Beyond the page, I have also been influenced by music and film as well. When I studied with David Wojahn during my MFA at Vermont College, he assigned Chet Baker albums and Terrence Malick movies in order to get his students thinking about imagery and style and tone in different ways. I find myself moved by Andy Goldsworthy much more than I am moved by Andy Warhol these days.

LW:  Are you currently working on a collection or project that you would like to share with our readers?

AH:  I’ve had a book proposal accepted by an academic publisher for a critical project that I’ve been working on, but I’m such a procrastinator, that I’m not very far along. I’d rather not go into more detail because I’ll just feel terrible if I’ve told lots of people then never actually finish the project.
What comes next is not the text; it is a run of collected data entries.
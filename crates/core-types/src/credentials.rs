use std::collections::BTreeMap;
use std::fmt;

use serde::{Deserialize, Serialize};

use crate::{Platform, PostError};

/// Opaque key/value credential bag supplied by the caller.
///
/// Validity is field presence only. Each consumer declares the keys it needs and calls
/// [`Credentials::require`] before touching the network or a browser. `Debug` prints
/// key names only.
#[derive(Clone, Default, PartialEq, Eq, Serialize, Deserialize)]
#[serde(transparent)]
pub struct Credentials(BTreeMap<String, String>);

impl Credentials {
    pub fn new() -> Self {
        Self::default()
    }

    pub fn with(mut self, key: impl Into<String>, value: impl Into<String>) -> Self {
        self.insert(key, value);
        self
    }

    pub fn insert(&mut self, key: impl Into<String>, value: impl Into<String>) {
        self.0.insert(key.into(), value.into());
    }

    /// Returns the value when present and not blank.
    pub fn get(&self, key: &str) -> Option<&str> {
        self.0
            .get(key)
            .map(String::as_str)
            .filter(|value| !value.trim().is_empty())
    }

    /// First non-blank value among several spellings of the same field.
    pub fn get_any(&self, keys: &[&str]) -> Option<&str> {
        keys.iter().find_map(|key| self.get(key))
    }

    pub fn has_all(&self, keys: &[&str]) -> bool {
        keys.iter().all(|key| self.get(key).is_some())
    }

    /// Fails on the first absent key, in declaration order.
    pub fn require(&self, platform: Platform, keys: &[&str]) -> Result<(), PostError> {
        match keys.iter().find(|key| self.get(key).is_none()) {
            Some(missing) => Err(PostError::MissingCredential {
                platform,
                field: (*missing).to_string(),
            }),
            None => Ok(()),
        }
    }

    /// Alias-aware lookup that reports the first spelling when every alias is absent.
    pub fn need(&self, platform: Platform, keys: &[&str]) -> Result<&str, PostError> {
        self.get_any(keys).ok_or_else(|| PostError::MissingCredential {
            platform,
            field: keys.first().copied().unwrap_or_default().to_string(),
        })
    }

    pub fn keys(&self) -> impl Iterator<Item = &str> {
        self.0.keys().map(String::as_str)
    }

    pub fn is_empty(&self) -> bool {
        self.0.is_empty()
    }
}

impl fmt::Debug for Credentials {
    fn fmt(&self, f: &mut fmt::Formatter<'_>) -> fmt::Result {
        f.debug_set().entries(self.0.keys()).finish()
    }
}

impl<K: Into<String>, V: Into<String>> FromIterator<(K, V)> for Credentials {
    fn from_iter<I: IntoIterator<Item = (K, V)>>(iter: I) -> Self {
        Self(
            iter.into_iter()
                .map(|(k, v)| (k.into(), v.into()))
                .collect(),
        )
    }
}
LW:  You write both poetry and dramatic work.  Do you have a preference for one genre over the other?  Can you describe the differences in multi-genre writing?

AH:  Because I was so uncomfortable, or at least couldn’t identify, my own voice for so long, I wrote a lot of dramatic monologues at Kent. That grew into a love of playwriting—and I actually completed two semesters of an MA in Theatre at Pitt before I took a radical detour into finance for most of my twenties. I don’t have a preference for one over the other, although I do still dabble with one-act plays. Ideas come to me in a specific genre. That is, they come to me either as a poem or a play or a short story, and I never alter my course after that initial vision. I don’t see a lot of differences in multi-genre writing. To me they all require craft that pays attention to imagery, style, voice, conflict/tension, etc. Sometimes, I think poets are mistaken for playwrights. Like August Wilson, for example. He may have written for the stage, but his work is poetry.

LW:  Can you talk about your role as a literary arts educator?  How do you encourage young writers and foster a creative environment for them in the classroom?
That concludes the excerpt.